When Rudy Giuliani spoke of Winston Churchill and George W. Bush in the same breath, Monday night, all the house historians went mute. None arose -- on TV or in print -- to make the elementary point that Churchill warned for years that Adolf Hitler's rise to power in Germany meant war, while Bush came to office denying the danger of Islamist fundamentalists. Bush ignored urgent threats (and still claims that the CIA's warning of August 6, 2001, was merely "historical"). Bush failed to take precautions. Bush demoted the White House's chief counterterrorism official, Richard Clarke.
On television, but not only there, the historians were detained by convention trivia. Whole squads of historians on NewsHour failed to comment.
May I shake my head sadly and wisely? To coin a sentence, I knew Winston Churchill, Mr. Bush, and you are not he.
More on recent history, falsification, and ineptitude
Speaking of recent history and the negation thereof, Jim Lehrer displayed extraordinary generosity when, in a Tuesday interview with Laura Bush, he referred to the president's 24-hour flip-flop on whether the war on terrorism can be won (no it can't, yes it can) as a “clarification.”
But of course it would be unseemly to suggest that the president of the United States is so incapable of substantive reason that he doesn't know what he says. This might have uncomfortable ramifications.
Meanwhile, in a potentially refreshing though awkward vocabulary move, The New York Times on Saturday wrote in a headline that Donald Rumsfeld “Mischaracterizes” the Pentagon report on Abu Ghraib. Mischaracterizes. Not your garden-variety headline word, and a lot longer than “Errs” (let alone “Lies”), but a start.
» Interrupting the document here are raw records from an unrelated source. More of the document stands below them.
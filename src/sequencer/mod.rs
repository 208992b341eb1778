//! Trace sequencer
//!
//! [`TraceSequencer`] owns the trace of the current session and a cursor into
//! it. A session comes from one of two backends:
//!
//! - source text, traced by [`SourceTracer`]
//! - a library algorithm, run by [`StepMachine`]
//!
//! # Readiness
//!
//! An algorithm whose required inputs are still unset does not run. The
//! session stays pending and shows its initial state until a preset is
//! selected or the inputs are supplied. Stepping a pending session is a no-op.
//!
//! # Navigation
//!
//! Stepping never fails: moving past either end leaves the cursor where it
//! is. Algorithms marked [`Navigation::ForwardOnly`] ignore [`retreat`].
//!
//! [`retreat`]: TraceSequencer::retreat

use crate::config::TraceConfig;
use crate::machine::{Descriptor, Library, Navigation, StepMachine};
use crate::memory::{Environment, Value};
use crate::snapshot::{StepKind, StepRecord, Trace};
use crate::tracer::SourceTracer;
use thiserror::Error;

/// What to trace
#[derive(Debug, Clone, PartialEq)]
pub enum TraceRequest {
    Source(String),
    Algorithm {
        id: String,
        preset: Option<String>,
        variant: Option<String>,
    },
}

/// Whether a session has produced its trace
#[derive(Debug, Clone, PartialEq, Eq)]
pub enum Readiness {
    Ready,
    NotReady { missing: Vec<String> },
}

#[derive(Debug, Clone, PartialEq, Eq, Error)]
pub enum BeginError {
    #[error("source is empty")]
    EmptySource,

    #[error("unknown algorithm '{0}'")]
    UnknownAlgorithm(String),

    #[error("algorithm '{id}' has no preset '{preset}'")]
    UnknownPreset { id: String, preset: String },

    #[error("algorithm '{id}' has no variant '{variant}'")]
    UnknownVariant { id: String, variant: String },

    #[error("no algorithm session is active")]
    NoSession,
}

/// Inputs chosen for an algorithm session
#[derive(Debug, Clone)]
struct Selection {
    id: &'static str,
    preset: Option<&'static str>,
    variant: Option<&'static str>,
    bindings: Environment,
}

enum State {
    Idle,
    Pending {
        selection: Selection,
        initial: StepRecord,
        missing: Vec<&'static str>,
    },
    Active {
        selection: Option<Selection>,
        source: Option<String>,
        trace: Trace,
        cursor: usize,
        diagnostics: Vec<String>,
    },
}

/// Cursor over the trace of the current session
pub struct TraceSequencer {
    library: Library,
    config: TraceConfig,
    state: State,
}

impl TraceSequencer {
    pub fn new(library: Library) -> Self {
        TraceSequencer {
            library,
            config: TraceConfig::default(),
            state: State::Idle,
        }
    }

    pub fn library(&self) -> &Library {
        &self.library
    }

    pub fn config(&self) -> &TraceConfig {
        &self.config
    }

    /// Start a new session, discarding the previous one.
    pub fn begin(
        &mut self,
        request: TraceRequest,
        config: TraceConfig,
    ) -> Result<Readiness, BeginError> {
        self.state = State::Idle;
        self.config = config;

        match request {
            TraceRequest::Source(source) => {
                if source.trim().is_empty() {
                    return Err(BeginError::EmptySource);
                }
                let outcome = SourceTracer::new(config).trace(&source);
                self.state = State::Active {
                    selection: None,
                    source: Some(source),
                    trace: outcome.trace,
                    cursor: 0,
                    diagnostics: outcome.diagnostics,
                };
                Ok(Readiness::Ready)
            }
            TraceRequest::Algorithm {
                id,
                preset,
                variant,
            } => {
                let descriptor = self
                    .library
                    .get(&id)
                    .ok_or_else(|| BeginError::UnknownAlgorithm(id.clone()))?;

                let variant = match variant {
                    Some(name) => Some(
                        descriptor
                            .variant(&name)
                            .map(|v| v.id)
                            .ok_or(BeginError::UnknownVariant { id: id.clone(), variant: name })?,
                    ),
                    None => None,
                };
                let (preset, bindings) = match preset {
                    Some(label) => {
                        let found = descriptor.preset(&label).ok_or(BeginError::UnknownPreset {
                            id: id.clone(),
                            preset: label,
                        })?;
                        (Some(found.label), found.values.clone())
                    }
                    None => (None, Environment::new()),
                };

                tracing::info!(id = descriptor.id, ?preset, ?variant, "begin algorithm session");
                let selection = Selection {
                    id: descriptor.id,
                    preset,
                    variant,
                    bindings,
                };
                Ok(self.refresh(selection))
            }
        }
    }

    /// Load a preset's values into the pending or active algorithm session,
    /// replacing anything supplied before.
    pub fn select_preset(&mut self, label: &str) -> Result<Readiness, BeginError> {
        let mut selection = self.selection().cloned().ok_or(BeginError::NoSession)?;
        let descriptor = self
            .library
            .get(selection.id)
            .ok_or_else(|| BeginError::UnknownAlgorithm(selection.id.to_string()))?;
        let preset = descriptor
            .preset(label)
            .ok_or_else(|| BeginError::UnknownPreset {
                id: selection.id.to_string(),
                preset: label.to_string(),
            })?;
        selection.preset = Some(preset.label);
        selection.bindings = preset.values.clone();
        Ok(self.refresh(selection))
    }

    pub fn select_variant(&mut self, id: &str) -> Result<Readiness, BeginError> {
        let mut selection = self.selection().cloned().ok_or(BeginError::NoSession)?;
        let descriptor = self
            .library
            .get(selection.id)
            .ok_or_else(|| BeginError::UnknownAlgorithm(selection.id.to_string()))?;
        let variant = descriptor
            .variant(id)
            .ok_or_else(|| BeginError::UnknownVariant {
                id: selection.id.to_string(),
                variant: id.to_string(),
            })?;
        selection.variant = Some(variant.id);
        Ok(self.refresh(selection))
    }

    /// Bind one input value by hand
    pub fn supply(&mut self, key: &str, value: Value) -> Result<Readiness, BeginError> {
        let mut selection = self.selection().cloned().ok_or(BeginError::NoSession)?;
        selection.bindings.set(key, value);
        Ok(self.refresh(selection))
    }

    /// Rebuild the session from `selection`, running the machine if every
    /// required input is set.
    fn refresh(&mut self, selection: Selection) -> Readiness {
        let Some(descriptor) = self.library.get(selection.id) else {
            self.state = State::Idle;
            return Readiness::NotReady {
                missing: Vec::new(),
            };
        };

        let mut environment = descriptor.initial.clone();
        environment.merge(&selection.bindings);
        let missing = descriptor.missing(&environment);
        if !missing.is_empty() {
            tracing::info!(id = descriptor.id, ?missing, "algorithm waiting for inputs");
            let initial = StepRecord::normal(descriptor.entry.line, environment, "");
            let names = missing.iter().map(|key| key.to_string()).collect();
            self.state = State::Pending {
                selection,
                initial,
                missing,
            };
            return Readiness::NotReady { missing: names };
        }

        let trace = StepMachine::run(
            descriptor,
            &selection.bindings,
            selection.variant,
            &self.config,
        );
        self.state = State::Active {
            selection: Some(selection),
            source: None,
            trace,
            cursor: 0,
            diagnostics: Vec::new(),
        };
        Readiness::Ready
    }

    fn selection(&self) -> Option<&Selection> {
        match &self.state {
            State::Pending { selection, .. } => Some(selection),
            State::Active { selection, .. } => selection.as_ref(),
            State::Idle => None,
        }
    }

    pub fn current(&self) -> Option<&StepRecord> {
        match &self.state {
            State::Idle => None,
            State::Pending { initial, .. } => Some(initial),
            State::Active { trace, cursor, .. } => trace.get(*cursor),
        }
    }

    pub fn advance(&mut self) -> Option<&StepRecord> {
        if let State::Active { trace, cursor, .. } = &mut self.state {
            if *cursor + 1 < trace.len() {
                *cursor += 1;
            }
        }
        self.current()
    }

    pub fn retreat(&mut self) -> Option<&StepRecord> {
        let navigation = self.navigation();
        if let State::Active { cursor, .. } = &mut self.state {
            if navigation == Navigation::Bidirectional && *cursor > 0 {
                *cursor -= 1;
            }
        }
        self.current()
    }

    pub fn jump_to_end(&mut self) -> Option<&StepRecord> {
        if let State::Active { trace, cursor, .. } = &mut self.state {
            *cursor = trace.len().saturating_sub(1);
        }
        self.current()
    }

    /// Back to the first record of the current trace
    pub fn jump_to_start(&mut self) -> Option<&StepRecord> {
        let navigation = self.navigation();
        if let State::Active { cursor, .. } = &mut self.state {
            if navigation == Navigation::Bidirectional {
                *cursor = 0;
            }
        }
        self.current()
    }

    /// Discard the session, including any preset or variant selection
    pub fn reset(&mut self) {
        self.state = State::Idle;
    }

    pub fn is_idle(&self) -> bool {
        matches!(self.state, State::Idle)
    }

    pub fn is_ready(&self) -> bool {
        matches!(self.state, State::Active { .. })
    }

    pub fn is_finished(&self) -> bool {
        self.current()
            .is_some_and(|record| record.kind != StepKind::Normal)
    }

    pub fn position(&self) -> usize {
        match &self.state {
            State::Active { cursor, .. } => *cursor,
            _ => 0,
        }
    }

    /// Number of records that can be visited
    pub fn len(&self) -> usize {
        match &self.state {
            State::Idle => 0,
            State::Pending { .. } => 1,
            State::Active { trace, .. } => trace.len(),
        }
    }

    pub fn is_empty(&self) -> bool {
        self.len() == 0
    }

    pub fn trace(&self) -> Option<&Trace> {
        match &self.state {
            State::Active { trace, .. } => Some(trace),
            _ => None,
        }
    }

    /// Out-of-band messages about the session, such as internal tracer faults
    pub fn diagnostics(&self) -> &[String] {
        match &self.state {
            State::Active { diagnostics, .. } => diagnostics,
            _ => &[],
        }
    }

    /// Required inputs still unset in a pending session
    pub fn missing(&self) -> &[&'static str] {
        match &self.state {
            State::Pending { missing, .. } => missing,
            _ => &[],
        }
    }

    /// Descriptor of the current algorithm session
    pub fn descriptor(&self) -> Option<&Descriptor> {
        self.selection().and_then(|s| self.library.get(s.id))
    }

    pub fn preset(&self) -> Option<&'static str> {
        self.selection().and_then(|s| s.preset)
    }

    /// Selected variant, falling back to the descriptor's default
    pub fn variant(&self) -> Option<&'static str> {
        let selection = self.selection()?;
        selection
            .variant
            .or_else(|| self.library.get(selection.id).and_then(|d| d.default_variant))
    }

    pub fn navigation(&self) -> Navigation {
        self.descriptor()
            .map_or(Navigation::Bidirectional, |d| d.navigation)
    }

    /// Lines to display next to the current record
    pub fn program_lines(&self) -> Vec<String> {
        if let State::Active {
            source: Some(source),
            ..
        } = &self.state
        {
            return source.lines().map(str::to_string).collect();
        }
        self.descriptor()
            .map(|d| d.program().map(str::to_string).collect())
            .unwrap_or_default()
    }
}

#[cfg(test)]
mod tests {
    use super::*;

    fn sequencer() -> TraceSequencer {
        TraceSequencer::new(Library::standard().expect("library"))
    }

    fn algorithm(id: &str) -> TraceRequest {
        TraceRequest::Algorithm {
            id: id.to_string(),
            preset: None,
            variant: None,
        }
    }

    #[test]
    fn test_idle_has_no_record() {
        let mut seq = sequencer();
        assert!(seq.current().is_none());
        assert!(seq.advance().is_none());
        assert!(!seq.is_finished());
    }

    #[test]
    fn test_supply_makes_session_ready() {
        let mut seq = sequencer();
        let readiness = seq
            .begin(algorithm("fizz_buzz"), TraceConfig::default())
            .expect("known id");
        assert_eq!(
            readiness,
            Readiness::NotReady {
                missing: vec!["num".to_string()]
            }
        );
        assert_eq!(seq.missing(), &["num"]);

        let readiness = seq.supply("num", Value::Int(9)).expect("session");
        assert_eq!(readiness, Readiness::Ready);
        assert!(seq.is_ready());
        seq.jump_to_end();
        assert!(seq.is_finished());
    }

    #[test]
    fn test_unknown_preset_is_rejected() {
        let mut seq = sequencer();
        let err = seq
            .begin(
                TraceRequest::Algorithm {
                    id: "fizz_buzz".to_string(),
                    preset: Some("99".to_string()),
                    variant: None,
                },
                TraceConfig::default(),
            )
            .unwrap_err();
        assert!(matches!(err, BeginError::UnknownPreset { .. }));
    }

    #[test]
    fn test_select_without_session() {
        let mut seq = sequencer();
        assert_eq!(seq.select_preset("3"), Err(BeginError::NoSession));
    }
}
Expertise on the heart's location
Who needs Comedy Central? On NewsHour Tuesday night, David Brooks graced us with the observation that compassionate conservatism “is where Bush's heart is.” I suppose he knows. I suppose that war must be where the president's spleen is. But never mind.
Todd Gitlin is a professor of journalism and sociology at Columbia University and the author, most recently, of Letters to a Young Activist.